Intraglomerular hypertension and consequent hyperfiltration have long been considered key steps in the pathogenesis of chronic kidney disease progression. The accompanying barotrauma is of particular relevance to people with diabetes mellitus and/or obesity, who commonly have a supraphysiological GFR and consequently develop albuminuria early in the disease [30]. Hyperfiltration is driven in part by neurohormonal stimuli, which cause either a net reduction in afferent glomerular arteriolar resistance or a net increase in efferent arteriolar resistance [30]. The Canagliflozin and Renal Endpoints in Diabetes with Established Nephropathy Clinical Evaluation (CREDENCE) study (ClinicalTrials.gov registration no. NCT02065791) with canagliflozin will be the first to report kidney outcomes as a primary endpoint in diabetic kidney disease. Glomerular hyperfiltration is not unique to diabetes mellitus and has been recognised in people with impaired glucose tolerance and hypertension [31] and who are obese [32]. Moreover, in those with reduced nephron mass (including many people with reduced kidney function), the remaining nephrons undergo structural hypertrophy and increase the single nephron glomerular filtration [30]. This is a potential common pathway for progression for many forms of chronic kidney disease. Two large clinical trials with kidney-specific endpoints in the primary composite endpoint have been initiated (Dapa-CKD [ClinicalTrials.gov registration no. NCT03036150] and EMPA-Kidney) to evaluate the effect of dapagliflozin or empagliflozin on renal outcomes and cardiovascular mortality, irrespective of the presence or absence of type 2 diabetes.

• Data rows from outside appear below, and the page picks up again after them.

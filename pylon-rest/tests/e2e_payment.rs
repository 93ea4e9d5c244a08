//! Payment gate behavior: 402 quoting, replay protection, bypass rules.
#![allow(clippy::unwrap_used, clippy::expect_used, clippy::panic)]

mod common;

use axum::http::StatusCode;
use common::{default_gateway, stub_backends, TestGateway, TEST_KEY};
use serde_json::json;

#[tokio::test]
async fn e2e_missing_payment_gets_x402_quote() {
    let gateway = default_gateway().await;
    let (status, body) = gateway
        .post("/do", json!({"task": "resize image"}), &[])
        .await;

    assert_eq!(status, StatusCode::PAYMENT_REQUIRED, "body: {body}");
    assert_eq!(body["x402Version"], 2);
    assert_eq!(body["error"], serde_json::Value::Null);
    assert!(body["facilitatorUrl"].as_str().unwrap().starts_with("http"));

    let accept = &body["accepts"][0];
    assert_eq!(accept["scheme"], "exact");
    assert_eq!(accept["network"], "base");
    assert_eq!(accept["asset"], "USDC");
    // image-resize costs $0.01 = 10,000 micro-units.
    assert_eq!(accept["amount"], "10000");
    assert_eq!(accept["payTo"], "0xGatewayPayout");
    assert_eq!(accept["resource"], "pylon://image-resize");
    assert_eq!(accept["extra"]["name"], "pylon");
}

#[tokio::test]
async fn e2e_replayed_proof_rejected() {
    let gateway = default_gateway().await;
    let body = json!({"capability": "search", "params": {"query": "rust"}});

    let (status, _) = gateway
        .post("/do", body.clone(), &[("x-payment", "valid-replay-me")])
        .await;
    assert_eq!(status, StatusCode::OK);

    let (status, second) = gateway
        .post("/do", body, &[("x-payment", "valid-replay-me")])
        .await;
    assert_eq!(status, StatusCode::PAYMENT_REQUIRED);
    assert_eq!(second["error"], "payment_replay");
}

#[tokio::test]
async fn e2e_invalid_proof_rejected() {
    let gateway = default_gateway().await;
    let (status, body) = gateway
        .post(
            "/do",
            json!({"capability": "search", "params": {"query": "rust"}}),
            &[("x-payment", "bogus-proof")],
        )
        .await;

    assert_eq!(status, StatusCode::PAYMENT_REQUIRED);
    assert_eq!(body["error"], "invalid_payment");
}

#[tokio::test]
async fn e2e_legacy_payment_header_accepted() {
    let gateway = default_gateway().await;
    let (status, _) = gateway
        .post(
            "/do",
            json!({"capability": "search", "params": {"query": "rust"}}),
            &[("payment-signature", "valid-legacy-1")],
        )
        .await;
    assert_eq!(status, StatusCode::OK);
}

#[tokio::test]
async fn e2e_test_bypass_skips_payment() {
    let gateway = default_gateway().await;
    let (status, body) = gateway
        .post(
            "/do",
            json!({"capability": "search", "params": {"query": "rust"}}),
            &[("x-test-key", TEST_KEY)],
        )
        .await;
    assert_eq!(status, StatusCode::OK, "body: {body}");
    assert_eq!(body["success"], true);
}

#[tokio::test]
async fn e2e_wrong_test_key_still_requires_payment() {
    let gateway = default_gateway().await;
    let (status, body) = gateway
        .post(
            "/do",
            json!({"capability": "search", "params": {"query": "rust"}}),
            &[("x-test-key", "not-the-key")],
        )
        .await;

    // The response must not hint whether a bypass key exists.
    assert_eq!(status, StatusCode::PAYMENT_REQUIRED);
    assert!(body.to_string().find("not-the-key").is_none());
    assert!(body.to_string().find(TEST_KEY).is_none());
}

#[tokio::test]
async fn e2e_facilitator_outage_is_5xx() {
    let backends = stub_backends().await;
    // Nothing listens on port 9; verification cannot happen.
    let gateway = TestGateway::new(backends, "127.0.0.1:9".parse().unwrap(), None, None).await;

    let (status, body) = gateway
        .post(
            "/do",
            json!({"capability": "search", "params": {"query": "rust"}}),
            &[("x-payment", "valid-unverifiable")],
        )
        .await;

    assert_eq!(status, StatusCode::INTERNAL_SERVER_ERROR);
    assert_eq!(body["error"], "verification_unavailable");
}
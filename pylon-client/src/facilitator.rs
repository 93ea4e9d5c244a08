//! x402 facilitator client
//!
//! The facilitator verifies payment proofs before a call is forwarded and
//! settles them afterwards. Verification is on the hot path with a 10 s
//! bound; settlement is fire-and-forget from the gateway's point of view.

use crate::error::CallError;
use pylon_core::MicroUsd;
use serde::{Deserialize, Serialize};
use serde_json::json;
use std::time::Duration;

const FACILITATOR_TIMEOUT: Duration = Duration::from_secs(10);

/// x402 protocol version the gateway speaks.
pub const X402_VERSION: u32 = 2;

/// What the caller is being charged for, quoted identically in the 402
/// body, the verify call, and the settle call.
#[derive(Debug, Clone, Serialize)]
pub struct PaymentQuote {
    pub amount: MicroUsd,
    pub pay_to: String,
    pub network: String,
    /// Resource identifier, e.g. `pylon://screenshot`.
    pub resource: String,
    pub description: String,
}

/// Verification verdict from the facilitator.
#[derive(Debug, Clone)]
pub enum VerifyOutcome {
    Valid,
    Invalid { reason: String },
}

#[derive(Debug, Deserialize)]
struct VerifyResponse {
    #[serde(rename = "isValid")]
    is_valid: bool,
    #[serde(rename = "invalidReason")]
    invalid_reason: Option<String>,
}

/// Client for the external payment facilitator.
#[derive(Debug, Clone)]
pub struct FacilitatorClient {
    http: reqwest::Client,
    base_url: String,
}

impl FacilitatorClient {
    pub fn new(base_url: String) -> Result<Self, CallError> {
        let http = reqwest::Client::builder()
            .timeout(FACILITATOR_TIMEOUT)
            .build()
            .map_err(|e| CallError::Build {
                message: format!("Failed to build HTTP client: {e}"),
            })?;
        Ok(Self {
            http,
            base_url: base_url.trim_end_matches('/').to_string(),
        })
    }

    pub fn base_url(&self) -> &str {
        &self.base_url
    }

    /// Ask the facilitator whether `proof` pays for `quote`.
    ///
    /// A non-2xx answer is an explicit rejection, not an outage; only
    /// transport failures surface as `Err`.
    pub async fn verify(
        &self,
        proof: &str,
        quote: &PaymentQuote,
    ) -> Result<VerifyOutcome, CallError> {
        let response = self
            .http
            .post(format!("{}/verify", self.base_url))
            .json(&self.request_body(proof, quote))
            .send()
            .await
            .map_err(|e| CallError::from_reqwest(e, FACILITATOR_TIMEOUT))?;

        if !response.status().is_success() {
            let status = response.status().as_u16();
            return Ok(VerifyOutcome::Invalid {
                reason: format!("facilitator rejected verification (HTTP {status})"),
            });
        }

        let verdict: VerifyResponse = response.json().await.map_err(|e| CallError::InvalidResponse {
            message: e.to_string(),
        })?;

        if verdict.is_valid {
            Ok(VerifyOutcome::Valid)
        } else {
            Ok(VerifyOutcome::Invalid {
                reason: verdict
                    .invalid_reason
                    .unwrap_or_else(|| "payment proof rejected".to_string()),
            })
        }
    }

    /// Settle a verified proof. Called after the backend responded; failures
    /// are the caller's to log, never to surface.
    pub async fn settle(&self, proof: &str, quote: &PaymentQuote) -> Result<(), CallError> {
        let response = self
            .http
            .post(format!("{}/settle", self.base_url))
            .json(&self.request_body(proof, quote))
            .send()
            .await
            .map_err(|e| CallError::from_reqwest(e, FACILITATOR_TIMEOUT))?;

        if response.status().is_success() {
            Ok(())
        } else {
            Err(CallError::Status {
                status: response.status().as_u16(),
                message: "settlement rejected".to_string(),
            })
        }
    }

    fn request_body(&self, proof: &str, quote: &PaymentQuote) -> serde_json::Value {
        json!({
            "x402Version": X402_VERSION,
            "paymentPayload": proof,
            "paymentRequirements": {
                "scheme": "exact",
                "network": quote.network,
                "amount": quote.amount.as_micros().to_string(),
                "asset": "USDC",
                "payTo": quote.pay_to,
                "resource": quote.resource,
                "description": quote.description,
            },
        })
    }
}

#[cfg(test)]
#[allow(clippy::unwrap_used, clippy::expect_used)]
mod tests {
    use super::*;

    #[test]
    fn test_request_body_quotes_micro_units() {
        let client = FacilitatorClient::new("https://fac.example/".to_string()).unwrap();
        let quote = PaymentQuote {
            amount: MicroUsd(10_000),
            pay_to: "0xabc".to_string(),
            network: "base".to_string(),
            resource: "pylon://screenshot".to_string(),
            description: "Screenshot".to_string(),
        };
        let body = client.request_body("proof", &quote);
        assert_eq!(body["x402Version"], 2);
        assert_eq!(body["paymentRequirements"]["amount"], "10000");
        assert_eq!(body["paymentRequirements"]["network"], "base");
        assert_eq!(client.base_url(), "https://fac.example");
    }
}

Non-alcoholic fatty liver disease

Non-alcoholic fatty liver disease (NAFLD) is the most prevalent liver disease worldwide and there is no approved pharmacotherapy. NAFLD is a spectrum of disorders characterised by excessive fat accumulation in the liver (steatosis). The term non-alcoholic steatohepatitis (NASH) defines a subgroup of NAFLD wherein steatosis coexists with hepatocyte injury and inflammation (steatohepatitis), with or without fibrosis. Since the presence of NAFLD is associated with a worse prognosis, as well as the occurrence of cardiovascular events [33], future therapeutic strategies should encompass the modulation of NAFLD. In addition, type 2 diabetes is strongly associated with liver-related mortality due to NAFLD/NASH. Experimental and early clinical data suggest that GLP-1RAs and SGLT2 inhibitors modulate NAFLD and NASH [34, 35]. Semaglutide, a novel GLP-1RA is currently in a phase 2 randomised placebo-controlled trial investigating the efficacy and safety of three different doses delivered subcutaneously once daily vs placebo in 372 participants with NASH (ClinicalTrials.gov registration no. NCT02970942). Several pilot studies with SGLT2 inhibitors reported significant reduction in alanine aminotransferase levels, body weight and the fatty liver index in individuals with NAFLD [36,37,38,39]. In addition, many pilot studies, mainly conducted in Japan, have investigated the effect of empagliflozin on hepatocellular lipid content, liver energy metabolism and body composition and this is now being investigated in a randomised controlled trial in newly diagnosed type 2 diabetes patients (ClinicalTrials.gov registration no. NCT02637973). Targeting hepatic fat accumulation and preventing steatosis are the main focuses of treatment strategies for ameliorating NAFLD/NASH development. Clinical data in individuals with type 2 diabetes and NASH suggest that SGLT2 inhibition is linked to an improvement in body composition: a reduction in visceral fat occurs together with improved liver tests, decreased insulin concentrations and decreased blood glucose [35].

Summary

SGLT2 inhibitors were initially developed to treat individuals with type 2 diabetes mellitus and have recently emerged as potential therapeutic options in other diseases. This class of drugs is currently under investigation in diabetic and non-diabetic patients with heart failure, chronic kidney disease and NAFLD. When choosing a drug therapy for cardiovascular disease and metabolic disorders, the phenotype of the individual as well as the heterogeneous response to treatments should be considered in order to achieve appropriate and truly individualised patient care.